To the maximum extent permitted by applicable law, the Service is provided on an "as is" and "as available" basis without warranties of any kind, whether express, implied, statutory, or otherwise. Wectory specifically disclaims all implied warranties, including warranties of merchantability, fitness for a particular purpose, non-infringement, and any warranties arising from course of dealing or usage of trade.
13.2 No Warranty of Results
Without limiting the generality of Section 13.1, Wectory does not warrant or guarantee that the Service will meet Partner's specific requirements or expectations, that the Service will be uninterrupted, timely, secure, or error-free, that the results obtained from use of the Service will be accurate, reliable, or complete, that any errors or defects in the Service will be corrected, or that the Service will be compatible with any particular hardware, software, or network environment.
13.3 Scoring Disclaimer
The Scoring Engine provides risk assessment recommendations based on algorithmic analysis of available data. Wectory does not warrant or guarantee the accuracy, reliability, or completeness of any scoring output. Scoring outputs do not constitute guarantees of landlord creditworthiness, predictions of future payment behaviour, or recommendations to fund any particular advance. Partners must make their own independent funding decisions and must not rely solely on scoring outputs when making such decisions. Wectory expressly disclaims all liability for funding decisions made by Partners, whether or not informed by scoring outputs.
13.4 Collection Disclaimer
Collection services are provided on a best-efforts basis. Wectory does not warrant or guarantee successful collection of any payment. Collections may fail for reasons outside Wectory's control, including insufficient funds, mandate issues, bank errors, landlord disputes, and exercise of rights under the Direct Debit Guarantee. Wectory expressly disclaims all liability for failed collections and for any losses arising from non-recovery of advanced funds.
13.5 Third-Party Services
The Service integrates with and depends upon third-party services, including cloud infrastructure, payment processing, and property management system integrations. Wectory does not warrant or guarantee the availability, performance, accuracy, or reliability of any third-party service, and disclaims all liability for any failure, interruption, or degradation of third-party services.
13.6 Statutory Rights
Nothing in these Terms excludes or limits any warranty or other right that cannot be excluded or limited under applicable law. To the extent that any statutory warranty or right cannot be excluded, such warranty or right is limited to the maximum extent permitted by applicable law.
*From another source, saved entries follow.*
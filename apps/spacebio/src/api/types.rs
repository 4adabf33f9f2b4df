//! # API Request/Response Types
//!
//! This module defines the JSON structures for the HTTP API.
//!
//! Every response carries `success` and an optional `error`. Bodies that
//! embed static view models (knowledge graph, dataset sheet, facet table)
//! are serialize-only.

use serde::{Deserialize, Serialize};
use spacebio_core::{
    ActionKind, CitationStyle, DatasetSheet, DateRange, DetailTab, DownloadOption, FacetTable,
    FieldErrors, FilterChip, FilterState, Record, SpaceBioError, TaskStatus, UserProfile,
    format_research_area,
    knowledge::{KnowledgeGraph, NodePosition, ResolvedRelationship},
    primitives::MAX_QUERY_LENGTH,
    profile::PasswordStrength,
};
use std::collections::BTreeMap;

// =============================================================================
// HEALTH RESPONSE
// =============================================================================

/// Health check response.
#[derive(Debug, Clone, Serialize, Deserialize)]
pub struct HealthResponse {
    pub status: String,
    pub version: String,
}

impl Default for HealthResponse {
    fn default() -> Self {
        Self {
            status: "ok".to_string(),
            version: env!("CARGO_PKG_VERSION").to_string(),
        }
    }
}

// =============================================================================
// SEARCH
// =============================================================================

/// Parsed `/search` query string.
///
/// Facet parameters repeat (`category=a&category=b`) or carry a comma list
/// (`category=a,b`). Duplicates select once. Dates that do not parse leave
/// that bound open.
#[derive(Debug, Clone, Default, PartialEq, Eq)]
pub struct SearchQuery {
    pub state: FilterState,
}

impl SearchQuery {
    pub fn from_pairs(pairs: &[(String, String)]) -> Result<Self, SpaceBioError> {
        let mut state = FilterState::default();
        let mut from = String::new();
        let mut to = String::new();

        for (key, value) in pairs {
            match key.as_str() {
                "q" => {
                    if value.len() > MAX_QUERY_LENGTH {
                        return Err(SpaceBioError::InvalidQuery(format!(
                            "Query length {} exceeds maximum {} bytes",
                            value.len(),
                            MAX_QUERY_LENGTH
                        )));
                    }
                    state.query_text.clone_from(value);
                }
                "category" => {
                    for id in split_list(value) {
                        state.selected_categories.insert(id.parse()?);
                    }
                }
                "mission" => {
                    for id in split_list(value) {
                        state.selected_missions.insert(id.parse()?);
                    }
                }
                "from" => from.clone_from(value),
                "to" => to.clone_from(value),
                other => tracing::debug!(param = other, "Ignoring unknown search parameter"),
            }
        }

        state.date_range = DateRange::parse(&from, &to);
        Ok(Self { state })
    }
}

fn split_list(value: &str) -> impl Iterator<Item = &str> {
    value.split(',').map(str::trim).filter(|s| !s.is_empty())
}

/// Search results with the "Active Filters" chips.
#[derive(Debug, Clone, Serialize)]
pub struct SearchResponse {
    pub success: bool,
    pub summary: String,
    pub count: usize,
    pub results: Vec<Record>,
    pub active_filters: Vec<FilterChip>,
    pub error: Option<String>,
}

impl SearchResponse {
    pub fn error(msg: impl Into<String>) -> Self {
        Self {
            success: false,
            summary: String::new(),
            count: 0,
            results: vec![],
            active_filters: vec![],
            error: Some(msg.into()),
        }
    }
}

/// Facet table with declared and live counts.
#[derive(Debug, Clone, Serialize)]
pub struct FiltersResponse {
    pub success: bool,
    pub total: usize,
    pub filters: FacetTable,
}

// =============================================================================
// PUBLICATIONS
// =============================================================================

#[derive(Debug, Clone, Serialize, Deserialize)]
pub struct PublicationListResponse {
    pub success: bool,
    pub count: usize,
    pub publications: Vec<Record>,
}

/// Optional `?tab=` for the detail view.
#[derive(Debug, Clone, Default, Deserialize)]
pub struct DetailParams {
    pub tab: Option<String>,
}

#[derive(Debug, Clone, Serialize, Deserialize)]
pub struct TabJson {
    pub id: DetailTab,
    pub label: String,
}

/// One record opened in the detail view.
#[derive(Debug, Clone, Serialize, Deserialize)]
pub struct PublicationResponse {
    pub success: bool,
    pub publication: Option<Record>,
    pub active_tab: Option<DetailTab>,
    pub tabs: Vec<TabJson>,
    pub error: Option<String>,
}

impl PublicationResponse {
    pub fn success(record: Record, active_tab: DetailTab) -> Self {
        Self {
            success: true,
            publication: Some(record),
            active_tab: Some(active_tab),
            tabs: DetailTab::ALL
                .into_iter()
                .map(|tab| TabJson {
                    id: tab,
                    label: tab.label().to_string(),
                })
                .collect(),
            error: None,
        }
    }

    pub fn error(msg: impl Into<String>) -> Self {
        Self {
            success: false,
            publication: None,
            active_tab: None,
            tabs: vec![],
            error: Some(msg.into()),
        }
    }
}

#[derive(Debug, Clone, Serialize)]
pub struct KnowledgeGraphResponse {
    pub success: bool,
    pub graph: Option<KnowledgeGraph>,
    pub relationships: Vec<ResolvedRelationship>,
    pub layout: Vec<NodePosition>,
    pub error: Option<String>,
}

impl KnowledgeGraphResponse {
    pub fn success(graph: KnowledgeGraph) -> Self {
        Self {
            success: true,
            relationships: graph.resolve_relationships(),
            layout: graph.layout(),
            graph: Some(graph),
            error: None,
        }
    }

    pub fn error(msg: impl Into<String>) -> Self {
        Self {
            success: false,
            graph: None,
            relationships: vec![],
            layout: vec![],
            error: Some(msg.into()),
        }
    }
}

#[derive(Debug, Clone, Serialize)]
pub struct DatasetResponse {
    pub success: bool,
    pub dataset: Option<DatasetSheet>,
    pub error: Option<String>,
}

// =============================================================================
// ACTIONS
// =============================================================================

#[derive(Debug, Clone, Default, Serialize, Deserialize)]
pub struct CitationRequest {
    #[serde(default)]
    pub style: CitationStyle,
}

#[derive(Debug, Clone, Default, Serialize, Deserialize)]
pub struct DownloadRequest {
    #[serde(default)]
    pub option: DownloadOption,
}

/// Outcome of a mock action run.
///
/// `data` is base64 encoded file content (export, download); `text` is
/// the citation; `url` is the share link.
#[derive(Debug, Clone, Serialize, Deserialize)]
pub struct ActionResponse {
    pub success: bool,
    pub action: ActionKind,
    #[serde(default, skip_serializing_if = "Option::is_none")]
    pub file_name: Option<String>,
    #[serde(default, skip_serializing_if = "Option::is_none")]
    pub data: Option<String>,
    #[serde(default, skip_serializing_if = "Option::is_none")]
    pub text: Option<String>,
    #[serde(default, skip_serializing_if = "Option::is_none")]
    pub url: Option<String>,
    pub error: Option<String>,
}

impl ActionResponse {
    fn empty(action: ActionKind) -> Self {
        Self {
            success: true,
            action,
            file_name: None,
            data: None,
            text: None,
            url: None,
            error: None,
        }
    }

    pub fn file(action: ActionKind, file_name: String, bytes: &[u8]) -> Self {
        Self {
            file_name: Some(file_name),
            data: Some(base64::Engine::encode(
                &base64::engine::general_purpose::STANDARD,
                bytes,
            )),
            ..Self::empty(action)
        }
    }

    pub fn text(action: ActionKind, text: String) -> Self {
        Self {
            text: Some(text),
            ..Self::empty(action)
        }
    }

    pub fn link(action: ActionKind, url: String) -> Self {
        Self {
            url: Some(url),
            ..Self::empty(action)
        }
    }

    pub fn error(action: ActionKind, msg: impl Into<String>) -> Self {
        Self {
            success: false,
            error: Some(msg.into()),
            ..Self::empty(action)
        }
    }
}

#[derive(Debug, Clone, Serialize, Deserialize)]
pub struct ActionStatusJson {
    pub action: ActionKind,
    pub status: TaskStatus,
}

#[derive(Debug, Clone, Serialize, Deserialize)]
pub struct ActionsResponse {
    pub success: bool,
    pub actions: Vec<ActionStatusJson>,
    pub error: Option<String>,
}

impl ActionsResponse {
    pub fn from_board(board: Vec<(ActionKind, TaskStatus)>) -> Self {
        Self {
            success: true,
            actions: board
                .into_iter()
                .map(|(action, status)| ActionStatusJson { action, status })
                .collect(),
            error: None,
        }
    }

    pub fn error(msg: impl Into<String>) -> Self {
        Self {
            success: false,
            actions: vec![],
            error: Some(msg.into()),
        }
    }
}

// =============================================================================
// AUTH
// =============================================================================

#[derive(Debug, Clone, Serialize, Deserialize)]
pub struct LoginRequest {
    pub email: String,
    pub password: String,
}

#[derive(Debug, Clone, Serialize, Deserialize)]
pub struct EmailRequest {
    pub email: String,
}

#[derive(Debug, Clone, Serialize, Deserialize)]
pub struct PasswordRequest {
    pub password: String,
}

#[derive(Debug, Clone, Serialize)]
pub struct PasswordStrengthResponse {
    pub success: bool,
    #[serde(flatten)]
    pub strength: PasswordStrength,
}

/// Form errors keyed by field name.
pub fn field_errors_json(errors: &FieldErrors) -> BTreeMap<String, String> {
    errors
        .iter()
        .map(|(field, msg)| (field.as_str().to_string(), (*msg).to_string()))
        .collect()
}

/// Sign-in, sign-up and profile response.
#[derive(Debug, Clone, Serialize, Deserialize)]
#[serde(rename_all = "camelCase")]
pub struct AuthResponse {
    pub success: bool,
    #[serde(default, skip_serializing_if = "Option::is_none")]
    pub token: Option<String>,
    pub user: Option<UserProfile>,
    #[serde(default, skip_serializing_if = "Option::is_none")]
    pub display_name: Option<String>,
    #[serde(default, skip_serializing_if = "Option::is_none")]
    pub initials: Option<String>,
    #[serde(default, skip_serializing_if = "Option::is_none")]
    pub research_area_label: Option<String>,
    /// Platform error code, e.g. `auth/wrong-password`.
    #[serde(default, skip_serializing_if = "Option::is_none")]
    pub code: Option<String>,
    #[serde(default, skip_serializing_if = "BTreeMap::is_empty")]
    pub field_errors: BTreeMap<String, String>,
    pub error: Option<String>,
}

impl AuthResponse {
    pub fn signed_in(token: Option<String>, user: UserProfile) -> Self {
        Self {
            success: true,
            token,
            display_name: Some(user.display_name()),
            initials: Some(user.initials()),
            research_area_label: Some(format_research_area(&user.research_area)),
            user: Some(user),
            code: None,
            field_errors: BTreeMap::new(),
            error: None,
        }
    }

    pub fn ok() -> Self {
        Self {
            success: true,
            token: None,
            user: None,
            display_name: None,
            initials: None,
            research_area_label: None,
            code: None,
            field_errors: BTreeMap::new(),
            error: None,
        }
    }

    pub fn failure(code: &str, msg: impl Into<String>) -> Self {
        Self {
            success: false,
            code: Some(code.to_string()),
            error: Some(msg.into()),
            ..Self::ok()
        }
    }

    pub fn invalid_form(errors: &FieldErrors) -> Self {
        Self {
            success: false,
            field_errors: field_errors_json(errors),
            error: Some("Please correct the highlighted fields.".to_string()),
            ..Self::ok()
        }
    }
}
14. Limitation of Liability
14.1 Exclusion of Certain Losses
To the maximum extent permitted by applicable law, neither Wectory nor any of its affiliates, officers, directors, employees, agents, licensors, or service providers shall be liable to Partner for any indirect, incidental, special, consequential, punitive, or exemplary damages, loss of profits, revenue, business, goodwill, or anticipated savings, loss of or corruption to data, cost of procurement of substitute goods or services, or any losses arising from landlord defaults, failed collections, or non-recovery of advanced funds, in each case whether arising in contract, tort (including negligence), strict liability, or otherwise, and regardless of whether Wectory was advised of the possibility of such damages.
14.2 Liability Cap
Subject to Sections 14.1 and 14.4, Wectory's total aggregate liability to Partner for all claims arising out of or in connection with these Terms, whether in contract, tort (including negligence), strict liability, or otherwise, shall not exceed the greater of the total Platform Fees paid by Partner to Wectory in the twelve months immediately preceding the event giving rise to the claim, or ten thousand pounds sterling (£10,000).
14.3 Basis of the Bargain
Partner acknowledges that the limitations and exclusions set out in this Section 14 reflect a fair and reasonable allocation of risk between the parties and form an essential basis of the bargain between the parties. Wectory would not have entered into these Terms or provided the Service without these limitations and exclusions, and Partner agrees that these limitations shall apply even if any limited remedy fails of its essential purpose.
14.4 Exceptions
Nothing in these Terms excludes or limits liability for death or personal injury caused by negligence, fraud or fraudulent misrepresentation, wilful misconduct or gross negligence, breach of obligations under data protection legislation where such breach causes demonstrable harm to affected data subjects, or any other liability that cannot be excluded or limited under applicable law.
14.5 Multiple Claims
The limitations set out in this Section 14 apply to the aggregate of all claims arising under or in connection with these Terms, and the existence of multiple claims does not increase the limits on Wectory's liability.
15. Indemnification
15.1 Partner Indemnity
Partner agrees to indemnify, defend, and hold harmless Wectory and its affiliates, officers, directors, employees, agents, and licensors from and against any and all claims, demands, actions, proceedings, liabilities, damages, losses, costs, and expenses (including reasonable legal fees and disbursements) arising out of or in connection with Partner's breach of any provision of these Terms, Partner's violation of any applicable law, regulation, or third-party right, Partner's funding decisions and advance practices, regardless of whether informed by Wectory scoring outputs, claims by landlords or other third parties relating to Partner's conduct or Partner's advance products, inaccurate, misleading, or fraudulent data submitted by Partner to the Service, Partner's failure to obtain required consents or to comply with data protection obligations, Partner's misuse of the Service or conduct of prohibited activities, and any tax liabilities or claims arising from Partner's business activities.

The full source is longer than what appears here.